*** Data under study

//! Command implementations for the CLI.
//!
//! Each submodule contains the implementation of a specific command.

use crate::cli::DetectorArgs;
use tailcut_core::CoreConfigBuilder;

/// Module containing the implementation of the `trim` command.
pub mod trim;

/// Module containing the implementation of the `probe` command.
pub mod probe;

/// Applies the shared detector flags to a config builder.
pub fn apply_detector_args(builder: CoreConfigBuilder, args: &DetectorArgs) -> CoreConfigBuilder {
    builder
        .detector(args.detector)
        .picture_threshold(args.picture_threshold)
        .pixel_threshold(args.pixel_threshold)
        .min_black_duration(args.min_black_duration)
        .region_from_end(args.region_from_end)
        .use_hw_decode(args.hw_decode)
        .brightness_threshold(args.brightness_threshold)
        .search_secs(args.search_secs)
}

******

◆ **Aim of the task**: Only the lines from the one containing "use tailcut_core::CoreConfigBuilder;" through the last line of the material belong in your answer; output them exactly.

◆ **Task result**:
use tailcut_core::CoreConfigBuilder;

/// Module containing the implementation of the `trim` command.
pub mod trim;

/// Module containing the implementation of the `probe` command.
pub mod probe;

/// Applies the shared detector flags to a config builder.
pub fn apply_detector_args(builder: CoreConfigBuilder, args: &DetectorArgs) -> CoreConfigBuilder {
    builder
        .detector(args.detector)
        .picture_threshold(args.picture_threshold)
        .pixel_threshold(args.pixel_threshold)
        .min_black_duration(args.min_black_duration)
        .region_from_end(args.region_from_end)
        .use_hw_decode(args.hw_decode)
        .brightness_threshold(args.brightness_threshold)
        .search_secs(args.search_secs)
}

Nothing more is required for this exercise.